The 43-year-old woman — given the court-ordered pseudonym Martha Colt — was arrested in April 2018 after an investigation uncovered horrific alleged child abuse.
Her arrest came nearly six years after stunned police found 40 relatives living in squalor on an isolated southern NSW farm, taking away 12 allegedly inbred children, some of whom could not speak intelligibly, use toilet paper or brush their teeth.
Martha, who is charged with six counts of perjury, yesterday appeared at the Supreme Court via video link with a bandaged left arm.

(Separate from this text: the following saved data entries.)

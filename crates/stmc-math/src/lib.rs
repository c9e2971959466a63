//! STMC math utilities.

pub mod math;

pub use math::bernoulli;
pub use math::evidence;
pub use math::stable::*;
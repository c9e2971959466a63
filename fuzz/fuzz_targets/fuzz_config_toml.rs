//! Fuzz target for TOML test configuration parsing.

#![no_main]

use libfuzzer_sys::fuzz_target;
use stmc_config::TestConfig;

fuzz_target!(|data: &[u8]| {
    if let Ok(text) = std::str::from_utf8(data) {
        let _ = TestConfig::parse_toml(text);
    }
});
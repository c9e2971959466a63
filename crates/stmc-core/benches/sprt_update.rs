//! Criterion benchmarks for the per-observation hot path.
//!
//! Benchmarks single and batched updates of `BinarySprt`, `TernarySprt`
//! and `Gsprt`, plus missing-parameter solving.

use criterion::{black_box, criterion_group, criterion_main, BenchmarkId, Criterion};
use stmc_core::{
    AfterCompletion, BinarySprt, Design, Gsprt, ParameterSet, SequentialTest, TernarySprt,
};

fn stream(len: usize) -> Vec<bool> {
    (0..len).map(|i| i % 7 < 4).collect()
}

fn bench_single_updates(c: &mut Criterion) {
    let mut group = c.benchmark_group("update/single");

    for len in [100usize, 10_000] {
        let obs = stream(len);

        group.bench_with_input(BenchmarkId::new("sprt", len), &obs, |b, obs| {
            let template = BinarySprt::new(0.5, 0.01, 0.01, 0.001, false)
                .unwrap()
                .with_after_completion(AfterCompletion::Reevaluate);
            b.iter(|| {
                let mut t = template.clone();
                for &passed in obs {
                    t.update(black_box(passed));
                }
                black_box(t.completed());
            })
        });

        group.bench_with_input(BenchmarkId::new("tsprt", len), &obs, |b, obs| {
            let template = TernarySprt::new(0.5, 0.01, 0.01, 0.01, 0.001).unwrap();
            b.iter(|| {
                let mut t = template.clone();
                for &passed in obs {
                    t.update(black_box(passed));
                }
                black_box(t.completed());
            })
        });

        group.bench_with_input(BenchmarkId::new("gsprt", len), &obs, |b, obs| {
            let template = Gsprt::new(0.5, 0.01, 0.01, 10).unwrap();
            b.iter(|| {
                let mut t = template.clone();
                for &passed in obs {
                    t.update(black_box(passed));
                }
                black_box(t.completed());
            })
        });
    }

    group.finish();
}

fn bench_batched_updates(c: &mut Criterion) {
    let mut group = c.benchmark_group("update/batched");

    group.bench_function("sprt_counts", |b| {
        let template = BinarySprt::new(0.5, 0.01, 0.01, 0.001, false).unwrap();
        b.iter(|| {
            let mut t = template.clone();
            t.update_counts(black_box(5_000), black_box(4_900));
            black_box(t.log_ratio());
        })
    });

    group.bench_function("tsprt_counts", |b| {
        let template = TernarySprt::new(0.5, 0.01, 0.01, 0.01, 0.001).unwrap();
        b.iter(|| {
            let mut t = template.clone();
            t.update_counts(black_box(5_000), black_box(4_900));
            black_box(t.log_ratios());
        })
    });

    group.finish();
}

fn bench_solving(c: &mut Criterion) {
    let mut group = c.benchmark_group("params/solve");
    let base = ParameterSet::new()
        .with_threshold(0.3)
        .with_alpha(0.01)
        .with_beta(0.05)
        .with_delta(0.02);

    group.bench_function("sample_bound", |b| {
        b.iter(|| {
            black_box(base)
                .solve_before_sim(Design::Binary { lower_bound: false })
                .unwrap()
        })
    });

    let mut no_alpha = base.with_sample_bound(5_000);
    no_alpha.alpha = None;
    group.bench_function("alpha", |b| {
        b.iter(|| {
            black_box(no_alpha)
                .solve_before_sim(Design::Binary { lower_bound: false })
                .unwrap()
        })
    });

    group.finish();
}

criterion_group!(benches, bench_single_updates, bench_batched_updates, bench_solving);
criterion_main!(benches);
pub(crate) fn check_alternatives(design: Design, theta: f64, delta: f64) -> Result<()> {
    let (need_above, need_below) = match design {
        Design::Binary { lower_bound } => (!lower_bound, lower_bound),
        Design::Ternary => (true, true),
    };
    if need_above && theta + delta >= 1.0 {
        return Err(Error::invalid(
            "delta",
            delta,
            format!("threshold + delta must be below 1 (threshold {})", theta),
        ));
    }
    if need_below && theta - delta <= 0.0 {
        return Err(Error::invalid(
            "delta",
            delta,
            format!("threshold - delta must be above 0 (threshold {})", theta),
        ));
    }
    Ok(())
}

#[cfg(test)]
mod tests {
    use super::*;

    const UPPER: Design = Design::Binary { lower_bound: false };

    fn classic() -> ParameterSet {
        ParameterSet::new()
            .with_threshold(0.5)
            .with_alpha(0.05)
            .with_beta(0.1)
            .with_delta(0.1)
    }

    #[test]
    fn sample_bound_is_ceiled_asn() {
        let (set, solved) = classic().solve_before_sim(UPPER).unwrap();
        let asn = wald_asn(0.05, 0.1, 0.5, 0.6);
        assert_eq!(solved.parameter, Parameter::SampleBound);
        assert!(solved.value.is_finite() && solved.value > 0.0);
        assert_eq!(solved.value, asn.ceil());
        assert_eq!(set.sample_bound, Some(asn.ceil() as u64));
    }

    #[test]
    fn fully_specified_is_ambiguous() {
        let err = classic()
            .with_sample_bound(100)
            .solve_before_sim(UPPER)
            .unwrap_err();
        assert_eq!(err, Error::AmbiguousConfiguration { unset: vec![] });
    }

    #[test]
    fn two_missing_is_ambiguous() {
        let set = ParameterSet::new().with_threshold(0.5).with_alpha(0.05);
        match set.solve_before_sim(UPPER) {
            Err(Error::AmbiguousConfiguration { unset }) => {
                assert_eq!(
                    unset,
                    vec![Parameter::Beta, Parameter::Delta, Parameter::SampleBound]
                );
            }
            other => panic!("unexpected {:?}", other),
        }
    }

    #[test]
    fn gamma_is_ignored_by_binary_designs() {
        let set = classic().with_gamma(0.2);
        assert_eq!(set.unset(UPPER), vec![Parameter::SampleBound]);
        assert_eq!(classic().unset(Design::Ternary).len(), 2);
    }

    #[test]
    fn alpha_round_trips_through_sample_bound() {
        let (planned, _) = classic().solve_before_sim(UPPER).unwrap();
        let exact_n = wald_asn(0.05, 0.1, 0.5, 0.6);
        let mut set = planned;
        set.alpha = None;
        set.sample_bound = Some(exact_n.ceil() as u64);
        let (_, solved) = set.solve_before_sim(UPPER).unwrap();
        assert_eq!(solved.parameter, Parameter::Alpha);
        // Ceiling the bound loosens the target slightly, so alpha may only shrink.
        assert!(solved.value <= 0.05 + 1e-9);
        assert!(solved.value > 0.04);
    }

    #[test]
    fn delta_solution_meets_budget() {
        let set = ParameterSet::new()
            .with_threshold(0.3)
            .with_alpha(0.01)
            .with_beta(0.02)
            .with_sample_bound(500);
        let (full, solved) = set.solve_before_sim(UPPER).unwrap();
        let delta = full.delta.unwrap();
        assert_eq!(solved.value, delta);
        assert!((wald_asn(0.01, 0.02, 0.3, 0.3 + delta) - 500.0).abs() < 1e-6);
    }

    #[test]
    fn tiny_budget_is_unsatisfiable() {
        let set = ParameterSet::new()
            .with_threshold(0.5)
            .with_beta(0.01)
            .with_delta(0.001)
            .with_sample_bound(3);
        let err = set.solve_before_sim(UPPER).unwrap_err();
        assert!(matches!(
            err,
            Error::Unsatisfiable {
                parameter: Parameter::Alpha,
                ..
            }
        ));
    }

    #[test]
    fn generous_budget_keeps_threshold_at_half() {
        let set = ParameterSet::new()
            .with_alpha(0.05)
            .with_beta(0.05)
            .with_delta(0.1)
            .with_sample_bound(100_000);
        let (full, _) = set.solve_before_sim(UPPER).unwrap();
        assert_eq!(full.threshold, Some(0.5));

        let (full, _) = set
            .solve_before_sim(Design::Binary { lower_bound: true })
            .unwrap();
        assert_eq!(full.threshold, Some(0.5));
    }

    #[test]
    fn tight_budget_moves_threshold_away_from_half() {
        let set = ParameterSet::new()
            .with_alpha(0.05)
            .with_beta(0.05)
            .with_delta(0.1)
            .with_sample_bound(60);
        let (full, _) = set.solve_before_sim(UPPER).unwrap();
        let theta = full.threshold.unwrap();
        assert!(theta > 0.5 && theta < 0.9);
        assert!((wald_asn(0.05, 0.05, theta, theta + 0.1) - 60.0).abs() < 1e-6);

        let (full, _) = set
            .solve_before_sim(Design::Binary { lower_bound: true })
            .unwrap();
        let theta = full.threshold.unwrap();
        assert!(theta < 0.5 && theta > 0.1);
    }

    #[test]
    fn ternary_gamma_solution() {
        let set = ParameterSet::new()
            .with_threshold(0.5)
            .with_alpha(0.05)
            .with_beta(0.05)
            .with_delta(0.1)
            .with_sample_bound(400);
        let (full, solved) = set.solve_before_sim(Design::Ternary).unwrap();
        let gamma = full.gamma.unwrap();
        assert_eq!(solved.parameter, Parameter::Gamma);
        let asn = wald_asn(gamma, 0.05, 0.5, 0.6).max(wald_asn(gamma, 0.05, 0.5, 0.4));
        assert!((asn - 400.0).abs() < 1e-6);
    }

    #[test]
    fn out_of_range_alternative_is_invalid() {
        let set = ParameterSet::new()
            .with_threshold(0.95)
            .with_alpha(0.05)
            .with_beta(0.05)
            .with_delta(0.1);
        let err = set.solve_before_sim(UPPER).unwrap_err();
        assert_eq!(err.code(), 10);
        assert!(set
            .solve_before_sim(Design::Binary { lower_bound: true })
            .is_ok());
    }

    #[test]
    fn parameter_display() {
        assert_eq!(Parameter::SampleBound.to_string(), "sample_bound");
        let solved = SolvedParameter {
            parameter: Parameter::Alpha,
            value: 0.05,
        };
        assert_eq!(solved.to_string(), "alpha = 0.050000");
    }
}
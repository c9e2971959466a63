//! Fuzz target for JSON test configuration parsing.
//!
//! Parsing and validating arbitrary input must never panic, and anything
//! that validates must also build a test or fail with a typed error.

#![no_main]

use libfuzzer_sys::fuzz_target;
use stmc_config::{validate_config, TestConfig};
use stmc_core::HypothesisTest;

fuzz_target!(|data: &[u8]| {
    let Ok(text) = std::str::from_utf8(data) else {
        return;
    };
    let Ok(config) = TestConfig::parse_json(text) else {
        return;
    };
    if validate_config(&config).is_ok() {
        let _ = HypothesisTest::from_config(&config, Some(0.5), false);
    }
});
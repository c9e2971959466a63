//! Error types for the sequential tests.
//!
//! Every error carries a stable numeric code and a category so that a
//! driving simulation loop can decide whether to abort, fix the
//! configuration, or simply poll again later.
//!
//! Codes are grouped by category:
//! - 10-19: configuration errors (fail fast, not retryable as-is)
//! - 20-29: query errors (asked too early; retry after more samples)
//! - 30-39: inference errors (internal inconsistency of a verdict)

use crate::params::Parameter;
use serde::Serialize;
use stmc_config::{HypTestName, ValidationError};
use thiserror::Error;

/// Result type alias for sequential test operations.
pub type Result<T> = std::result::Result<T, Error>;

/// Error categories for grouping related errors.
#[derive(Debug, Clone, Copy, PartialEq, Eq, Serialize)]
#[serde(rename_all = "snake_case")]
pub enum ErrorCategory {
    /// Invalid or ambiguous test parameters.
    Config,
    /// A result was requested before it existed.
    Query,
    /// The combined verdict of sub-tests is contradictory.
    Inference,
}

impl std::fmt::Display for ErrorCategory {
    fn fmt(&self, f: &mut std::fmt::Formatter<'_>) -> std::fmt::Result {
        match self {
            ErrorCategory::Config => write!(f, "config"),
            ErrorCategory::Query => write!(f, "query"),
            ErrorCategory::Inference => write!(f, "inference"),
        }
    }
}

/// Unified error type for the sequential tests.
#[derive(Error, Debug, Clone, PartialEq)]
pub enum Error {
    // Configuration errors (10-19)
    #[error("invalid parameter {name} = {value}: {reason}")]
    InvalidParameter {
        name: &'static str,
        value: f64,
        reason: String,
    },

    #[error(
        "ambiguous configuration: exactly one parameter must be left unset, found [{}]",
        join_parameters(.unset)
    )]
    AmbiguousConfiguration { unset: Vec<Parameter> },

    #[error("cannot solve for {parameter}: {reason}")]
    Unsatisfiable { parameter: Parameter, reason: String },

    #[error("{method} cannot solve for {parameter}")]
    UnsupportedParameter {
        method: HypTestName,
        parameter: Parameter,
    },

    #[error("configuration error: {0}")]
    Config(#[from] ValidationError),

    // Query errors (20-29)
    #[error("{operation} requested before the test completed")]
    PrematureQuery { operation: &'static str },

    // Inference errors (30-39)
    #[error("inconsistent verdict: {detail}")]
    InconsistentVerdict { detail: String },
}

fn join_parameters(params: &[Parameter]) -> String {
    params
        .iter()
        .map(|p| p.to_string())
        .collect::<Vec<_>>()
        .join(", ")
}

impl Error {
    /// Returns the stable error code.
    pub fn code(&self) -> u32 {
        match self {
            Error::InvalidParameter { .. } => 10,
            Error::AmbiguousConfiguration { .. } => 11,
            Error::Unsatisfiable { .. } => 12,
            Error::UnsupportedParameter { .. } => 13,
            Error::Config(_) => 14,
            Error::PrematureQuery { .. } => 20,
            Error::InconsistentVerdict { .. } => 30,
        }
    }

    /// Returns the error category for grouping and filtering.
    pub fn category(&self) -> ErrorCategory {
        match self {
            Error::InvalidParameter { .. }
            | Error::AmbiguousConfiguration { .. }
            | Error::Unsatisfiable { .. }
            | Error::UnsupportedParameter { .. }
            | Error::Config(_) => ErrorCategory::Config,
            Error::PrematureQuery { .. } => ErrorCategory::Query,
            Error::InconsistentVerdict { .. } => ErrorCategory::Inference,
        }
    }

    /// Whether retrying the same call later can succeed without changing
    /// the configuration.
    pub fn is_recoverable(&self) -> bool {
        matches!(self, Error::PrematureQuery { .. })
    }

    pub(crate) fn invalid(name: &'static str, value: f64, reason: impl Into<String>) -> Self {
        Error::InvalidParameter {
            name,
            value,
            reason: reason.into(),
        }
    }
}

#[cfg(test)]
mod tests {
    use super::*;

    #[test]
    fn test_codes_are_grouped_by_category() {
        let errors = vec![
            Error::invalid("alpha", 2.0, "must be in (0, 1)"),
            Error::AmbiguousConfiguration {
                unset: vec![Parameter::Alpha, Parameter::Beta],
            },
            Error::Unsatisfiable {
                parameter: Parameter::Delta,
                reason: "budget too small".to_string(),
            },
            Error::UnsupportedParameter {
                method: HypTestName::Gsprt,
                parameter: Parameter::Delta,
            },
            Error::Config(ValidationError::MissingField("alpha".to_string())),
            Error::PrematureQuery {
                operation: "error-rate refinement",
            },
            Error::InconsistentVerdict {
                detail: "both sides rejected".to_string(),
            },
        ];

        for err in errors {
            let code = err.code();
            match err.category() {
                ErrorCategory::Config => assert!((10..20).contains(&code)),
                ErrorCategory::Query => assert!((20..30).contains(&code)),
                ErrorCategory::Inference => assert!((30..40).contains(&code)),
            }
        }
    }

    #[test]
    fn test_ambiguous_message_lists_parameters() {
        let err = Error::AmbiguousConfiguration {
            unset: vec![Parameter::Alpha, Parameter::SampleBound],
        };
        assert_eq!(
            err.to_string(),
            "ambiguous configuration: exactly one parameter must be left unset, found [alpha, sample_bound]"
        );
    }

    #[test]
    fn test_only_premature_query_is_recoverable() {
        assert!(Error::PrematureQuery { operation: "x" }.is_recoverable());
        assert!(!Error::invalid("beta", 0.0, "zero").is_recoverable());
    }

    #[test]
    fn test_config_error_converts() {
        let err: Error = ValidationError::ParseError("bad".to_string()).into();
        assert_eq!(err.code(), 14);
        assert!(err.to_string().contains("bad"));
    }
}
//! Fuzz target for missing-parameter solving.
//!
//! Solving must either succeed with a value for exactly the missing slot
//! or return an error; it must never panic or loop forever.

#![no_main]

use arbitrary::Arbitrary;
use libfuzzer_sys::fuzz_target;
use stmc_core::{Design, ParameterSet};

#[derive(Debug, Arbitrary)]
struct Input {
    threshold: Option<f64>,
    alpha: Option<f64>,
    beta: Option<f64>,
    gamma: Option<f64>,
    delta: Option<f64>,
    sample_bound: Option<u32>,
    design: u8,
}

fuzz_target!(|input: Input| {
    let set = ParameterSet {
        threshold: input.threshold,
        alpha: input.alpha,
        beta: input.beta,
        gamma: input.gamma,
        delta: input.delta,
        sample_bound: input.sample_bound.map(u64::from),
    };
    let design = match input.design % 3 {
        0 => Design::Binary { lower_bound: false },
        1 => Design::Binary { lower_bound: true },
        _ => Design::Ternary,
    };
    if let Ok((full, solved)) = set.solve_before_sim(design) {
        assert!(set.get(solved.parameter).is_none());
        assert!(full.get(solved.parameter).is_some());
        assert!(full.unset(design).is_empty());
    }
});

Her barrister said she had been repeatedly attacked and was once sexually assaulted while locked up at Mary Wade prison in Lidcombe.
“She also suffers from a heart condition,” Hugh White said.
Prosecutor Katharine Jeffreys flagged concerns Martha may sway her cognitively-impaired children to change their evidence or flee the state if released.
“There’s a significant risk of interference with witnesses given their background, their disabilities and their susceptibility to coercion,” she said.
Martha must report twice daily to the township’s local police station, which the court heard is not manned 24 hours per day but has a phone from which the defendant can remotely report to Griffith’s cop shop located 110km away.
Justice Helen Wilson also ordered Martha to make the hour-long journey to Griffith twice weekly to report to officers in person “so that there was at least some capacity to monitor her.”
Justice Helen Wilson said these concerns were “well founded” but noted any sentence imposed on Martha if convicted would not exceed the near two-year period she will have spent in custody awaiting her February 2020 trial.
Instead, Martha was freed on $2000 bail, banned from leaving NSW or contacting “certain people” and ordered to live with an elderly couple in the state’s west.
The octogenarian owner of the Hillston property agreed to forfeit $100 if Martha absconds from court appearances and vowed to alert cops if she runs away. Martha must also report to police twice daily.
Three other female Colts are facing similar charges and have already been granted bail ahead of their joint three-month trial while four male Colts are behind bars awaiting a separate joint trial early next year.